Some experts and pundits have resorted to slamming parents who oppose vaccines, but others, who are equally as dismayed by the campaign, have urged relying on the overwhelming figures, instead of vituperative language. Billionaire philanthropist Bill Gates, for example, recently tweeted a clear-cut infographic that delineated just how many children’s lives have been saved from infectious diseases in recent history alone.

According to the chart, which was excerpted from his foundation’s annual letter, the number of global deaths in kids from measles has dropped 80 percent since 2000. The disease was deemed eliminated in the U.S. that same year, according to the Associated Press.

measles

But a recent spate of measles cases in the U.S. threatens to undo that progress, experts say.

According to the Centers for Disease Control and Prevention (CDC), there were at least 102 reported cases of measles in 14 states as of Sunday. California had 35 of those cases, most of which were contracted in Disneyland in December, according to the Associated Press. In Arizona alone, health officials warned that 1,000 people could have been exposed, and urged anyone with symptoms not to go the Super Bowl events in Phoenix, The New York Times reported.

And Tom Frieden, CDC director, further admonished on Sunday that the country could see a “large outbreak” of measles.

Experts attribute the sudden surge in cases to the anti-vaccine campaign.

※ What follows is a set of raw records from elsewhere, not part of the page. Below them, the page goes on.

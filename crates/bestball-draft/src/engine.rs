// One-stop handle onto the draft engine for transports and supervisors.

use std::sync::Arc;

use tokio::task::JoinHandle;

use crate::clock::Clock;
use crate::commit::{PickCommitService, PickRequest, DEFAULT_COMMIT_ATTEMPTS};
use crate::error::CommitError;
use crate::latency::{answer_ping, PingReply};
use crate::lifecycle::{LifecycleError, RoomLifecycle};
use crate::model::{DraftRoom, Pick, QueueEntry, RoomSnapshot};
use crate::pool::PlayerPool;
use crate::queue::{QueueError, QueueManager};
use crate::roster::RosterRules;
use crate::store::{DraftStore, RoomSubscription, StoreError};
use crate::timer::{AutoPickEngine, TimerSettings};

#[derive(Debug, Clone, Copy, PartialEq, Eq)]
pub struct EngineSettings {
    pub commit_attempts: u32,
    pub timer: TimerSettings,
}

impl Default for EngineSettings {
    fn default() -> Self {
        EngineSettings {
            commit_attempts: DEFAULT_COMMIT_ATTEMPTS,
            timer: TimerSettings::default(),
        }
    }
}

pub struct DraftEngine {
    store: Arc<dyn DraftStore>,
    clock: Arc<dyn Clock>,
    commits: Arc<PickCommitService>,
    lifecycle: Arc<RoomLifecycle>,
    queues: QueueManager,
    timer: Arc<AutoPickEngine>,
}

impl DraftEngine {
    pub fn new(
        store: Arc<dyn DraftStore>,
        pool: Arc<dyn PlayerPool>,
        clock: Arc<dyn Clock>,
        rules: RosterRules,
        settings: EngineSettings,
    ) -> Self {
        let grace = chrono::Duration::from_std(settings.timer.grace)
            .unwrap_or_else(|_| chrono::Duration::zero());
        let commits = Arc::new(
            PickCommitService::new(store.clone(), pool.clone(), clock.clone(), Arc::new(rules))
                .with_max_attempts(settings.commit_attempts)
                .with_grace(grace),
        );
        let lifecycle = Arc::new(
            RoomLifecycle::new(store.clone(), clock.clone())
                .with_max_attempts(settings.commit_attempts),
        );
        let queues = QueueManager::new(store.clone(), pool);
        let timer = Arc::new(AutoPickEngine::new(
            store.clone(),
            commits.clone(),
            lifecycle.clone(),
            clock.clone(),
            settings.timer,
        ));

        DraftEngine {
            store,
            clock,
            commits,
            lifecycle,
            queues,
            timer,
        }
    }

    pub fn clock(&self) -> &dyn Clock {
        self.clock.as_ref()
    }

    pub fn pool(&self) -> &dyn PlayerPool {
        self.commits.pool()
    }

    pub async fn commit_pick(&self, req: &PickRequest) -> Result<Pick, CommitError> {
        self.commits.commit_pick(req).await
    }

    pub async fn get_room_state(&self, room_id: &str) -> Result<RoomSnapshot, StoreError> {
        self.store.load_room(room_id).await
    }

    pub async fn subscribe(&self, room_id: &str) -> Result<RoomSubscription, StoreError> {
        self.store.subscribe(room_id).await
    }

    pub async fn list_rooms(&self) -> Result<Vec<String>, StoreError> {
        self.store.list_rooms().await
    }

    pub async fn set_queue(
        &self,
        room_id: &str,
        participant_id: &str,
        player_ids: Vec<String>,
    ) -> Result<QueueEntry, QueueError> {
        self.queues.set_queue(room_id, participant_id, player_ids).await
    }

    pub async fn remove_from_queue(
        &self,
        room_id: &str,
        participant_id: &str,
        player_id: &str,
    ) -> Result<QueueEntry, QueueError> {
        self.queues
            .remove_from_queue(room_id, participant_id, player_id)
            .await
    }

    pub async fn get_queue(&self, room_id: &str, participant_id: &str) -> Result<QueueEntry, QueueError> {
        self.queues.get_queue(room_id, participant_id).await
    }

    pub async fn create_room(&self, room: DraftRoom) -> Result<RoomSnapshot, LifecycleError> {
        self.lifecycle.create_room(room).await
    }

    pub async fn activate(&self, room_id: &str) -> Result<RoomSnapshot, LifecycleError> {
        self.lifecycle.activate(room_id).await
    }

    pub async fn pause(&self, room_id: &str) -> Result<RoomSnapshot, LifecycleError> {
        self.lifecycle.pause(room_id).await
    }

    pub async fn resume(&self, room_id: &str) -> Result<RoomSnapshot, LifecycleError> {
        self.lifecycle.resume(room_id).await
    }

    pub async fn set_autodraft(
        &self,
        room_id: &str,
        participant_id: &str,
        enabled: bool,
    ) -> Result<RoomSnapshot, LifecycleError> {
        self.lifecycle
            .set_autodraft(room_id, participant_id, enabled)
            .await
    }

    /// Answer a latency ping with the server clock.
    pub fn ping(&self, client_send_ms: i64) -> PingReply {
        answer_ping(self.clock.as_ref(), client_send_ms)
    }

    /// Start the auto-pick watcher for one room.
    pub fn spawn_watcher(&self, room_id: &str) -> JoinHandle<()> {
        self.timer.spawn(room_id)
    }
}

An analysis released by the Trust for America’s health on Wednesday noted that fewer than 90 percent of babies between 19 to 35 months old have received the vaccination against measles, mumps and rubella. Advocacy group Healthy People 2020 set 90 percent as the baseline national goal for preschoolers.

Dr. James Cherry, a specialist in pediatric infectious diseases at the University of California, Los Angeles, told The New York Times that the recent outbreak was “100 percent connected” to parents declining to immunize their kids.

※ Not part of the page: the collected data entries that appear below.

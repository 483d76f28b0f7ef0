use thiserror::Error;

/// Why a feed fetch produced no usable result
#[derive(Debug, Clone, PartialEq, Eq, Error)]
pub enum FeedError {
    /// Connection refused, DNS failure, timeout, ...
    #[error("network failure: {0}")]
    NetworkFailure(String),

    /// Body was not the JSON shape the feed expects
    #[error("malformed response: {0}")]
    MalformedResponse(String),

    #[error("backend returned {status}: {body}")]
    NonSuccessStatus { status: u16, body: String },

    /// Response belongs to a superseded selection; never shown to the user
    #[error("stale response for generation {generation} (current {current})")]
    Stale { generation: u64, current: u64 },
}

impl FeedError {
    /// Whether a single retry might succeed
    pub fn is_transient(&self) -> bool {
        match self {
            FeedError::NetworkFailure(_) => true,
            FeedError::NonSuccessStatus { status, .. } => {
                matches!(status, 408 | 429 | 500 | 502 | 503 | 504)
            }
            _ => false,
        }
    }
}

impl From<reqwest::Error> for FeedError {
    fn from(err: reqwest::Error) -> Self {
        if err.is_decode() {
            FeedError::MalformedResponse(err.to_string())
        } else if err.is_timeout() {
            FeedError::NetworkFailure(format!("request timed out: {}", err))
        } else {
            FeedError::NetworkFailure(err.to_string())
        }
    }
}

/// Errors surfaced by the dashboard handle
#[derive(Debug, Clone, PartialEq, Eq, Error)]
pub enum DashboardError {
    #[error("invalid selection: {0}")]
    InvalidSelection(String),

    /// The dashboard has been torn down
    #[error("dashboard is closed")]
    Closed,
}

“It wouldn’t have happened otherwise — it wouldn’t have gone anywhere,” he told the Times. “There are some pretty dumb people out there.”

Anti-vaxxers eschew immunizations for a number of reasons.

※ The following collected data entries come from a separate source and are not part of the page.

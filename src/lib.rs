//! Polling sync engine behind the market dashboard.
//!
//! [`workers::Dashboard`] polls price, sentiment, headlines and history for
//! the selected ticker, keeps a bounded activity log and pages through
//! headlines on demand. The presentation layer only reads the published
//! [`state::ViewState`] and calls [`workers::DashboardHandle`] actions.

pub mod api;
pub mod config;
pub mod error;
pub mod models;
pub mod state;
pub mod workers;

Some still believe there is a link between vaccines and autism, even though a 1998 study that supported that theory was later retracted. Others have religious objections, while some simply want to avoid injecting “toxins” into their kids’ bodies, according to the Times.

While these theories frustrate scientists, experts recommend approaching the debate with facts, not insults.

“I part with the commentators who assume that insulting, shaming, and threatening anti-vaccination parents is the best course,” Conor Friedersdorf wrote in the Atlantic. “The best way forward is to downplay the polarizing debate about coercion, wherever one stands on it, and to focus on the reality that ought to make it unnecessary: the strength of the case for vaccinating one’s kids, as demonstrated by the scientific merits of the matter.”

President Barack Obama and leaders in the health field agree that zeroing in on the numbers is the most effective approach.

“I understand that there are families that, in some cases, are concerned about the effect of vaccinations,” Obama said in a pre-Super Bowl interview on Sunday. “The science is, you know, pretty indisputable. We’ve looked at this again and again. There is every reason to get vaccinated, but there aren’t reasons to not.”

Gates, and his wife, Melinda, who have made bringing vaccines to the poorest countries a cornerstone of their advocacy work, have also used their personal experiences to push back against anti-vaccine claims.

“[Women in Africa] will walk 10 kilometers in the heat with their child and line up to get a vaccine because they have seen death,” Melinda Gates said in a recent interview with HuffPost Live. “We’ve forgotten what measles deaths look like. We’ve forgotten … the scourges they used to be. But in Africa, the women know death in their children and they want their children to survive.”